Numeric Typing
Buffalo Wings uses a small set of shared numeric type aliases to keep NumPy-heavy APIs consistent and readable.
These aliases are part of the public API and are exposed from buffalo_wings.type_aliases.
Core Aliases
Use buffalo_wings.type_aliases.FloatScalar for parameters or return values that must be a single floating-point value.
Use buffalo_wings.type_aliases.FloatArray for parameters or return values that must be NumPy arrays with float64 dtype.
Use buffalo_wings.type_aliases.FloatInput for input parameters that may be:
a Python
float,a NumPy floating scalar,
a sequence of floating values,
or a NumPy floating array.
Main Rules
Use FloatInput only for input parameters.
Do not use FloatInput for return types.
When a function accepts FloatInput, normalize it immediately at the function boundary with np.asarray(value, dtype=np.float64).
Prefer returning FloatArray from vectorized APIs even when scalar inputs are accepted for convenience.

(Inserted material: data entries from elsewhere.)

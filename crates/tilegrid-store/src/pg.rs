//! Live PostGIS store endpoint.
//!
//! Queries and single commands go through an `sqlx` pool with bound
//! parameters wherever the value is data; schema and table names are the
//! structural exception and are interpolated from validated identifiers.
//! Script transactions and the bulk tile load shell out to `psql` and
//! `raster2pgsql`.

use std::path::Path;

use async_trait::async_trait;
use sqlx::Row;
use sqlx::postgres::{PgConnectOptions, PgPool, PgPoolOptions};
use tracing::{debug, info};

use tilegrid_core::StoreConfig;

use crate::error::StoreResult;
use crate::store::Store;
use crate::tool::{ToolOutput, check, run_tool};

/// A PostGIS endpoint described by a `StoreConfig`.
pub struct PgStore {
    config: StoreConfig,
    pool: PgPool,
}

impl PgStore {
    /// Connect a small pool to the endpoint.
    pub async fn connect(config: &StoreConfig) -> StoreResult<Self> {
        let mut options = PgConnectOptions::new()
            .host(&config.host)
            .port(config.port())
            .database(&config.database);
        if let Some(user) = &config.user {
            options = options.username(user);
        }
        if let Some(password) = &config.password {
            options = options.password(password);
        }

        let pool = PgPoolOptions::new()
            .max_connections(4)
            .connect_with(options)
            .await?;

        info!(
            host = %config.host,
            database = %config.database,
            "connected to store endpoint"
        );
        Ok(Self {
            config: config.clone(),
            pool,
        })
    }

    /// `psql` argument list for executing `script` as one transaction.
    fn psql_args(&self, script: &Path) -> Vec<String> {
        let mut args = vec![
            "-h".to_string(),
            self.config.host.clone(),
            "-p".to_string(),
            self.config.port().to_string(),
            "-d".to_string(),
            self.config.database.clone(),
        ];
        if let Some(user) = &self.config.user {
            args.push("-U".to_string());
            args.push(user.clone());
        }
        args.extend([
            "-v".to_string(),
            "ON_ERROR_STOP=1".to_string(),
            "-1".to_string(),
            "-f".to_string(),
            script.display().to_string(),
        ]);
        args
    }

    /// Credentials passed to child processes rather than the global env.
    fn tool_envs(&self) -> Vec<(&'static str, String)> {
        match &self.config.password {
            Some(password) => vec![("PGPASSWORD", password.clone())],
            None => Vec::new(),
        }
    }

    async fn run_psql_file(&self, script: &Path) -> StoreResult<ToolOutput> {
        let output = run_tool("psql", &self.psql_args(script), &self.tool_envs()).await?;
        check("psql", output)
    }
}

#[async_trait]
impl Store for PgStore {
    fn database(&self) -> &str {
        &self.config.database
    }

    async fn execute(&self, sql: &str) -> StoreResult<()> {
        sqlx::query(sql).execute(&self.pool).await?;
        Ok(())
    }

    async fn query_strings(&self, sql: &str) -> StoreResult<Vec<String>> {
        let rows = sqlx::query(sql).fetch_all(&self.pool).await?;
        let mut values = Vec::with_capacity(rows.len());
        for row in rows {
            values.push(row.try_get::<String, _>(0)?);
        }
        Ok(values)
    }

    async fn run_script(&self, sql: &str) -> StoreResult<ToolOutput> {
        // psql reads the script from disk; the temp dir is released on
        // return whether the transaction commits or not.
        let dir = tempfile::tempdir()?;
        let script = dir.path().join("script.sql");
        std::fs::write(&script, sql)?;
        self.run_psql_file(&script).await
    }

    async fn load_raster(
        &self,
        pathname: &str,
        schema: &str,
        temp_table: &str,
        tile_size: &str,
    ) -> StoreResult<ToolOutput> {
        // -R registers the file out-of-db, -d drops/recreates the staging
        // table, -F adds a filename column, -Y uses COPY for speed.
        let args = vec![
            "-R".to_string(),
            "-d".to_string(),
            "-F".to_string(),
            "-Y".to_string(),
            "-t".to_string(),
            tile_size.to_string(),
            pathname.to_string(),
            format!("{schema}.{temp_table}"),
        ];
        let generated = check("raster2pgsql", run_tool("raster2pgsql", &args, &[]).await?)?;

        debug!(pathname, temp_table, "raster2pgsql script generated");
        self.run_script(&generated.stdout).await
    }

    async fn is_ingested(&self, schema: &str, pathname: &str) -> StoreResult<bool> {
        let sql = format!("SELECT EXISTS (SELECT 1 FROM {schema}.cat WHERE pathname = $1)");
        let row = sqlx::query(&sql).bind(pathname).fetch_one(&self.pool).await?;
        Ok(row.try_get::<bool, _>(0)?)
    }

    async fn record_count(&self, schema: &str, table: &str) -> StoreResult<i64> {
        let sql = format!("SELECT COUNT(*) FROM {schema}.{table}");
        let row = sqlx::query(&sql).fetch_one(&self.pool).await?;
        Ok(row.try_get::<i64, _>(0)?)
    }

    async fn table_exists(&self, schema: &str, table: &str) -> StoreResult<bool> {
        let row = sqlx::query(
            "SELECT EXISTS (SELECT 1 FROM information_schema.tables \
             WHERE table_schema = $1 AND table_name = $2)",
        )
        .bind(schema)
        .bind(table)
        .fetch_one(&self.pool)
        .await?;
        Ok(row.try_get::<bool, _>(0)?)
    }
}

In runtime geometry code under buffalo_wings.airfoil and buffalo_wings.wing, prefer FloatScalar for scalar numeric parameters, return values, and cached state when NumPy scalar values are valid.

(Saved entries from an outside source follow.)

//! tilegrid-store — the store capability behind raster ingestion.
//!
//! The ingestion engine talks to a store endpoint through the [`Store`]
//! trait: single commands and queries, transactional multi-statement
//! scripts, a bulk raster-to-tile load, and the catalog lookup that makes
//! ingestion idempotent.
//!
//! Two implementations:
//!
//! - **`PgStore`** — a live PostGIS endpoint. Queries and single commands
//!   go through an `sqlx` connection pool; script transactions and the
//!   bulk tile load shell out to `psql` and `raster2pgsql`, the same
//!   tools an operator would run by hand.
//! - **`MemoryStore`** — an in-process fake for worker and coordinator
//!   tests: records every call, keeps the catalog in a set, and supports
//!   per-pathname failure injection.

pub mod error;
pub mod memory;
pub mod pg;
pub mod store;
pub mod tool;

pub use error::{StoreError, StoreResult};
pub use memory::{LoadCall, MemoryStore};
pub use pg::PgStore;
pub use store::Store;
pub use tool::ToolOutput;
//! Store error types.

use thiserror::Error;

/// Result type alias for store operations.
pub type StoreResult<T> = Result<T, StoreError>;

/// Errors surfaced by a store endpoint.
#[derive(Debug, Error)]
pub enum StoreError {
    /// An external tool (`psql`, `raster2pgsql`) reported failure. Raw
    /// output is carried verbatim for the batch failure report.
    #[error("{tool} failed (exit code {code}): {stderr}")]
    Tool {
        tool: String,
        stdout: String,
        stderr: String,
        code: i32,
    },

    #[error("database error: {0}")]
    Database(#[from] sqlx::Error),

    #[error("i/o error: {0}")]
    Io(#[from] std::io::Error),
}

In schema dataclasses and other serialized user-facing structures, prefer plain built-in scalar types such as float, int, str, and bool.

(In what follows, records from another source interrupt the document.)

//! In-memory store fake for ingestion tests.
//!
//! Records every call, keeps the catalog as a set keyed by
//! `schema:pathname`, and understands enough SQL to commit catalog
//! records from executed scripts — an `INSERT INTO <schema>.cat ...
//! VALUES ('<pathname>' ...)` statement inside a successful script adds
//! the pathname, mirroring the invariant that only a committed
//! postprocess creates a catalog record.

use std::collections::HashSet;
use std::sync::{LazyLock, Mutex};

use async_trait::async_trait;
use regex::Regex;

use crate::error::{StoreError, StoreResult};
use crate::store::Store;
use crate::tool::ToolOutput;

static CAT_INSERT_RE: LazyLock<Regex> = LazyLock::new(|| {
    Regex::new(r"INSERT INTO ([A-Za-z0-9_]+)\.cat\b[^;]*VALUES\s*\(\s*'([^']+)'")
        .expect("catalog insert regex")
});

/// One recorded `load_raster` invocation.
#[derive(Debug, Clone, PartialEq, Eq)]
pub struct LoadCall {
    pub pathname: String,
    pub schema: String,
    pub temp_table: String,
    pub tile_size: String,
}

#[derive(Default)]
struct Inner {
    catalog: HashSet<String>,
    loads: Vec<LoadCall>,
    scripts: Vec<String>,
    commands: Vec<String>,
    fail_loads: HashSet<String>,
    fail_scripts: HashSet<String>,
}

/// Thread-safe in-process store.
pub struct MemoryStore {
    database: String,
    inner: Mutex<Inner>,
}

fn catalog_key(schema: &str, pathname: &str) -> String {
    format!("{schema}:{pathname}")
}

impl MemoryStore {
    pub fn new(database: impl Into<String>) -> Self {
        Self {
            database: database.into(),
            inner: Mutex::new(Inner::default()),
        }
    }

    fn lock(&self) -> std::sync::MutexGuard<'_, Inner> {
        // A poisoned lock means a test already panicked; propagate.
        match self.inner.lock() {
            Ok(guard) => guard,
            Err(poisoned) => poisoned.into_inner(),
        }
    }

    /// Seed the catalog, as if `pathname` had been ingested previously.
    pub fn preload(&self, schema: &str, pathname: &str) {
        self.lock().catalog.insert(catalog_key(schema, pathname));
    }

    /// Make `load_raster` fail for `pathname`.
    pub fn fail_load_on(&self, pathname: &str) {
        self.lock().fail_loads.insert(pathname.to_string());
    }

    /// Make `run_script` fail for any script mentioning `pathname`.
    pub fn fail_script_on(&self, pathname: &str) {
        self.lock().fail_scripts.insert(pathname.to_string());
    }

    pub fn is_catalogued(&self, schema: &str, pathname: &str) -> bool {
        self.lock().catalog.contains(&catalog_key(schema, pathname))
    }

    pub fn catalog_len(&self) -> usize {
        self.lock().catalog.len()
    }

    pub fn loads(&self) -> Vec<LoadCall> {
        self.lock().loads.clone()
    }

    pub fn load_count(&self) -> usize {
        self.lock().loads.len()
    }

    pub fn scripts(&self) -> Vec<String> {
        self.lock().scripts.clone()
    }

    pub fn script_count(&self) -> usize {
        self.lock().scripts.len()
    }
}

#[async_trait]
impl Store for MemoryStore {
    fn database(&self) -> &str {
        &self.database
    }

    async fn execute(&self, sql: &str) -> StoreResult<()> {
        self.lock().commands.push(sql.to_string());
        Ok(())
    }

    async fn query_strings(&self, sql: &str) -> StoreResult<Vec<String>> {
        self.lock().commands.push(sql.to_string());
        Ok(Vec::new())
    }

    async fn run_script(&self, sql: &str) -> StoreResult<ToolOutput> {
        let mut inner = self.lock();
        if inner.fail_scripts.iter().any(|p| sql.contains(p.as_str())) {
            return Err(StoreError::Tool {
                tool: "psql".to_string(),
                stdout: String::new(),
                stderr: "ERROR: injected script failure".to_string(),
                code: 3,
            });
        }
        for caps in CAT_INSERT_RE.captures_iter(sql) {
            let key = catalog_key(&caps[1], &caps[2]);
            inner.catalog.insert(key);
        }
        inner.scripts.push(sql.to_string());
        Ok(ToolOutput::default())
    }

    async fn load_raster(
        &self,
        pathname: &str,
        schema: &str,
        temp_table: &str,
        tile_size: &str,
    ) -> StoreResult<ToolOutput> {
        let mut inner = self.lock();
        if inner.fail_loads.contains(pathname) {
            return Err(StoreError::Tool {
                tool: "raster2pgsql".to_string(),
                stdout: String::new(),
                stderr: "ERROR: injected load failure".to_string(),
                code: 1,
            });
        }
        inner.loads.push(LoadCall {
            pathname: pathname.to_string(),
            schema: schema.to_string(),
            temp_table: temp_table.to_string(),
            tile_size: tile_size.to_string(),
        });
        Ok(ToolOutput::default())
    }

    async fn is_ingested(&self, schema: &str, pathname: &str) -> StoreResult<bool> {
        Ok(self.is_catalogued(schema, pathname))
    }

    async fn record_count(&self, schema: &str, table: &str) -> StoreResult<i64> {
        if table != "cat" {
            return Ok(0);
        }
        let prefix = format!("{schema}:");
        let count = self
            .lock()
            .catalog
            .iter()
            .filter(|key| key.starts_with(&prefix))
            .count();
        Ok(count as i64)
    }

    async fn table_exists(&self, schema: &str, table: &str) -> StoreResult<bool> {
        let needle = format!("{schema}.{table}");
        Ok(self.lock().scripts.iter().any(|s| s.contains(&needle)))
    }
}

Keep plain float at third-party boundaries that require a Python float, such as SciPy callback signatures and similar scalar-only interfaces.
Why This Convention Exists
This convention keeps public signatures readable while still allowing scalar convenience at call sites. It also makes it easier to distinguish between scalar-only values, normalized NumPy arrays, and flexible numeric inputs.
Example
The following pattern is preferred for geometry methods:
import numpy as np
import buffalo_wings.type_aliases as bw_type
def sample_curve(t: bw_type.FloatInput) -> bw_type.FloatArray:
t_array = np.asarray(t, dtype=np.float64)
...
def chord_length() -> bw_type.FloatScalar:
...
Scalar-only parameters should use FloatScalar directly rather than FloatInput.